La vida puede dar giros inesperados, y eso es precisamente lo que le ocurrió a una mujer que paseaba despreocupadamente por las calles de Palma. De repente, un fuerte golpe en la cabeza la hizo perder el conocimiento, dejándola tirada en el suelo. ¿El motivo? Un robo violento que dejó a la víctima hospitalizada y con heridas que tardarán en sanar.
La búsqueda de justicia comienza
Era un día como cualquier otro cuando esta mujer se encontraba cerca de la plaza del Olivar. Pero lo que parecía ser un paseo tranquilo se convirtió en una pesadilla. Tras el ataque, despertó horas después en un centro médico, donde recibió atención para sus lesiones. La angustia no terminó ahí; al día siguiente logró identificar a uno de sus agresores cerca de la Plaza de España y no dudó en pedir ayuda a la policía.
Los agentes del Grupo de Atención al Ciudadano llegaron rápido y atraparon al sospechoso, quien, pese a negar su implicación con vehemencia durante el interrogatorio inicial, fue arrestado sin titubeos. Pero la historia no acaba aquí.
A medida que avanzaban las investigaciones, los policías continuaron buscando a la segunda persona involucrada en este lamentable episodio. La madrugada del martes trajo consigo nuevas pistas: hallaron a una mujer merodeando por la calle Manacor. Esta mujer no solo estaba acusada del asalto violento cerca de la plaza del Olivar; su historial criminal también incluía intentos previos de robo.
Se supo que había intentado robar en una tienda poco antes del ataque. Cuando fue sorprendida por una empleada mientras trataba de llevarse unos objetos, reaccionó empuñando un destornillador e intimidando con él a quien intentaba detenerla. No obstante, gracias al ‘botón de atraco’, pudo activarse el protocolo y ella tuvo que huir.

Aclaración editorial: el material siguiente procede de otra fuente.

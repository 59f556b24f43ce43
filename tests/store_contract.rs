//! Behaviour every token store backend must share.
//!
//! Each case runs against the in-memory store. The Redis cases are ignored by
//! default; run them with `REDIS_URL=redis://localhost:6379 cargo test -- --ignored`.
//! Every Redis case uses a fresh instance prefix so runs never collide.

use std::sync::Arc;
use std::time::Duration;

use kube_auth_proxy::Error;
use kube_auth_proxy::store::{MemoryTokenStore, RedisTokenStore, TokenStore};
use pretty_assertions::assert_eq;

const HOUR: Duration = Duration::from_secs(3600);

fn memory() -> Arc<dyn TokenStore> {
    Arc::new(MemoryTokenStore::new())
}

/// A Redis store under a fresh instance prefix, or `None` without `REDIS_URL`.
async fn redis_with_prefix(prefix: &str) -> Option<Arc<dyn TokenStore>> {
    let url = std::env::var("REDIS_URL").ok()?;
    let store = RedisTokenStore::connect(&url, prefix.to_string())
        .await
        .unwrap();
    Some(Arc::new(store))
}

fn fresh_prefix() -> String {
    let id: u64 = rand::random();
    format!("contract-{id:016x}:")
}

async fn redis() -> Option<Arc<dyn TokenStore>> {
    redis_with_prefix(&fresh_prefix()).await
}

async fn sorted_list(store: &Arc<dyn TokenStore>, prefix: &str) -> Vec<String> {
    let mut keys = store.list(prefix).await.unwrap();
    keys.sort();
    keys
}

async fn missing_key_is_not_found(store: Arc<dyn TokenStore>) {
    assert!(matches!(store.load("sk:nobody:x").await, Err(Error::NotFound)));
    assert!(!store.exists("sk:nobody:x").await.unwrap());
    store.delete("sk:nobody:x").await.unwrap();
}

async fn store_overwrites_and_delete_removes(store: Arc<dyn TokenStore>) {
    store.store("sk:alice:1", "v1", HOUR).await.unwrap();
    store.store("sk:alice:1", "v2", HOUR).await.unwrap();
    assert_eq!(store.load("sk:alice:1").await.unwrap(), "v2");

    store.delete("sk:alice:1").await.unwrap();
    assert!(matches!(store.load("sk:alice:1").await, Err(Error::NotFound)));
}

async fn list_returns_caller_keys_by_prefix(store: Arc<dyn TokenStore>) {
    // GIVEN: keys for two owners, one with a glob character in its name
    store.store("sk:alice:a", "v", HOUR).await.unwrap();
    store.store("sk:alice:b", "v", HOUR).await.unwrap();
    store.store("sk:al*ce:c", "v", HOUR).await.unwrap();
    store.store("sk:bob:d", "v", HOUR).await.unwrap();

    // WHEN/THEN: listing yields the caller's own key form, scoped exactly
    assert_eq!(
        sorted_list(&store, "sk:alice:").await,
        vec!["sk:alice:a", "sk:alice:b"]
    );
    assert_eq!(sorted_list(&store, "sk:al*ce:").await, vec!["sk:al*ce:c"]);
    assert_eq!(sorted_list(&store, "sk:").await.len(), 4);
    assert!(store.list("sk:carol:").await.unwrap().is_empty());
}

async fn ttl_round_trip(store: Arc<dyn TokenStore>) {
    // GIVEN: a short-lived record next to a long-lived one
    store
        .store("sk:alice:short", "v", Duration::from_millis(300))
        .await
        .unwrap();
    store.store("sk:alice:long", "v", HOUR).await.unwrap();
    assert_eq!(store.load("sk:alice:short").await.unwrap(), "v");

    // WHEN: the short TTL passes
    tokio::time::sleep(Duration::from_millis(800)).await;

    // THEN: only the long-lived record remains on every read path
    assert!(matches!(
        store.load("sk:alice:short").await,
        Err(Error::NotFound)
    ));
    assert!(!store.exists("sk:alice:short").await.unwrap());
    assert_eq!(sorted_list(&store, "sk:alice:").await, vec!["sk:alice:long"]);
}

async fn list_is_exact_under_concurrent_writes(store: Arc<dyn TokenStore>) {
    // GIVEN: a fixed set of keys under one owner
    for i in 0..30 {
        store
            .store(&format!("sk:carol:{i:02}"), "v", HOUR)
            .await
            .unwrap();
    }

    // WHEN: other owners' keys are stored and deleted concurrently
    let mut writers = Vec::new();
    for w in 0..4 {
        let store = Arc::clone(&store);
        writers.push(tokio::spawn(async move {
            for i in 0..100 {
                let key = format!("sk:churn{w}:{i}");
                store.store(&key, "v", HOUR).await.unwrap();
                store.delete(&key).await.unwrap();
            }
        }));
    }

    // THEN: the fixed owner always sees exactly its own set, without duplicates
    let expected: Vec<String> = (0..30).map(|i| format!("sk:carol:{i:02}")).collect();
    for _ in 0..20 {
        assert_eq!(sorted_list(&store, "sk:carol:").await, expected);
    }
    for writer in writers {
        writer.await.unwrap();
    }
    assert!(store.list("sk:churn").await.unwrap().is_empty());
}

macro_rules! contract {
    ($($case:ident),* $(,)?) => {
        mod memory_backend {
            use super::*;
            $(
                #[tokio::test(flavor = "multi_thread", worker_threads = 4)]
                async fn $case() {
                    super::$case(memory()).await;
                }
            )*
        }

        mod redis_backend {
            use super::*;
            $(
                #[tokio::test(flavor = "multi_thread", worker_threads = 4)]
                #[ignore = "needs REDIS_URL"]
                async fn $case() {
                    let Some(store) = redis().await else {
                        eprintln!("REDIS_URL not set, skipping");
                        return;
                    };
                    super::$case(store).await;
                }
            )*
        }
    };
}

contract!(
    missing_key_is_not_found,
    store_overwrites_and_delete_removes,
    list_returns_caller_keys_by_prefix,
    ttl_round_trip,
    list_is_exact_under_concurrent_writes,
);

#[tokio::test]
#[ignore = "needs REDIS_URL"]
async fn redis_instances_do_not_see_each_others_keys() {
    // GIVEN: two deployments sharing one Redis under different instance prefixes
    let first_prefix = fresh_prefix();
    let Some(first) = redis_with_prefix(&first_prefix).await else {
        eprintln!("REDIS_URL not set, skipping");
        return;
    };
    let Some(second) = redis().await else {
        return;
    };

    // WHEN: each stores a token for the same owner
    first.store("sk:alice:one", "first", HOUR).await.unwrap();
    second.store("sk:alice:two", "second", HOUR).await.unwrap();

    // THEN: each lists and loads only its own, with the instance prefix stripped
    assert_eq!(store_keys(&first).await, vec!["sk:alice:one"]);
    assert_eq!(store_keys(&second).await, vec!["sk:alice:two"]);
    assert!(matches!(
        first.load("sk:alice:two").await,
        Err(Error::NotFound)
    ));
    assert!(
        store_keys(&first)
            .await
            .iter()
            .all(|key| !key.starts_with(&first_prefix))
    );
}

async fn store_keys(store: &Arc<dyn TokenStore>) -> Vec<String> {
    sorted_list(store, "sk:alice:").await
}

Pero su rastro no terminó ahí; esa misma tarde volvió a causar revuelo al amenazar a los empleados de un hotel céntrico cuando intentaba entrar sin permiso en las habitaciones. Armada con una navaja, mostró su verdadera cara antes de escapar nuevamente. Estas acciones son más que alarmantes; reflejan cómo algunas personas parecen tener muy poco respeto por los demás.
Hoy más que nunca es crucial unir fuerzas como comunidad para rechazar estos actos violentos e injustificables. Esperemos que pronto haya justicia para quienes sufrieron por culpa de estos delincuentes.